ICAAD, an NGO dedicated to mapping discrimination globally using the UPR mechanism, is undertaking a pilot initiative with its partners to use the latest techniques in automated information extraction from unstructured sources to monitor implementation and promote accountability within the UPR system. Better implementation of UPR recommendations, encouraged by increased monitoring, will improve human rights accountability. Therefore, ICAAD and its partners will undertake a study focusing on discrimination against girls and women in the Pacific region, with an initial pilot focused on Fiji.
Data-analysis experts from CKM Advisors and Data Pop Alliance will define specific indicators on sexual and gender-based violence (SGBV) that can be measured using case law reports and then to track these indicators over time. Global Insight will provide gender-mainstreaming tools and advise on the selection of the indicators.

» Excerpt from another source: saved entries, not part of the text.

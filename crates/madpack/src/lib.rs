pub mod app;
pub mod domain;
pub mod infra;

pub fn init() {
    tracing_subscriber::fmt::init();
}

CKM Advisors will also develop a case classifier algorithm that will enable the retrieval of sexual assault and domestic violence cases from 13,000+ Fijian legal cases hosted on PacLII. By extracting and structuring information through semantic analysis, text mining, and machine learning, CKM will be able to perform descriptive statistical analysis and develop relevant indicators that allow for the evaluation of the state of SGBV in Fiji. Examples of extracted information include citations of legal documents, age of the victim, charges, specific court, name of the judge, and more. The refinement of the algorithms will be performed through an iterative process of both applying the technology and manually validating the results with the help of law experts. Successful algorithms will be integrated into ICAADs case management system.
With its partners, ICAAD will also assess the evolution of SGBV in Fiji and track the enforcement by judges of relevant legislation. Those findings will be used to advocate for specific actions that the State can undertake to improve legal outcomes for women who have been victims of SGBV.
Global Insight will consult throughout the entirety of this project, employing their research and field expertise to assist in undertaking a comprehensive literature review and co-drafting of an Academic Paper that discusses the results of the project. The findings will then be presented at relevant workshops and seminars.
a) Gain access to Fijian case law dataset
b) Identify gaps in datasets
c) Define output of the data analytics
d) Develop approach/ methodology
a) Develop algorithms for the case law dataset: case classifier and data extraction
b) Iteratively apply, validate, and refine algorithms
c) Build a structured database populated with data extracted from case law dataset
a) Analyze structured data and gain insights on the status of SGBV in Fiji that will help for future advocacy
b) Evaluate the feasibility of scaling up to other PICs with respect to using algorithms (e.g. distinguishing between sexual assault and domestic violence cases)
a) Complete Academic Paper
b) Present findings to relevant workshops and seminars
b) Scale up to other PICs as resources and feasibility allow
The United Nations Universal Periodic Review (UPR) mechanism monitors human rights violations globally through an ongoing peer review process that engages 193 UN Member States. The process results in recommendations that are either accepted or noted by the State under review. By accepting certain recommendations, the State creates a binding obligation to improve upon their current human rights situation.
Currently, one of the biggest gaps in the UN system is the ability to monitor whether a specific recommendation is being implemented within the country. Ban Ki-moon, UN Secretary-General, stated that the UPR has great potential to promote and protect human rights in the darkest corners of the world. However, monitoring the accountability of States actions is essential to encouraging the global progress of human rights.
In an effort to improve States accountability with respect to access to justice for girls and women, ICAAD has initiated a collaboration with data scientists (CKM Advisors), big data experts (Data-Pop, a Harvard, MIT, and ODI Collaboration), and gender specialists (Global Insight) to develop a methodology that will improve monitoring of access to justice for women. This methodology will use text mining, semantic analysis, and machine learning on sexual assault and domestic violence cases to determine whether courts are effectively implementing domestic violence legislation and adhering to international human rights principles when deciding sentences for perpetrators.
Governments in the Pacific are prioritizing monitoring new domestic violence legislation in the Pacific Island region. However, there are very few innovative ways to track its progress and impact. ICAADs initiative successfully looks at legislation over time and the emphasis judges place on relying on specific legislation. Moreover, they are able to track specific elements within domestic violence legislation, such as protective orders. This tool would prove valuable for any nation looking to find automated evidence based solutions to monitor impact of legislation. Resources are needed to scale this initiative to other Pacific Island Countries.
ICAAD offers technical expertise, evidence-based research, rule of law training, and programming on international human rights, most specifically, in the area of structural discrimination against women and minorities, data collection of legal and health system failures, and sexual and gender based violence (SGBV). ICAAD has developed a wide network of interdisciplinary partners working on human rights, including law firms, universities, artists, and technologists, and can connect partners with relevant organizations.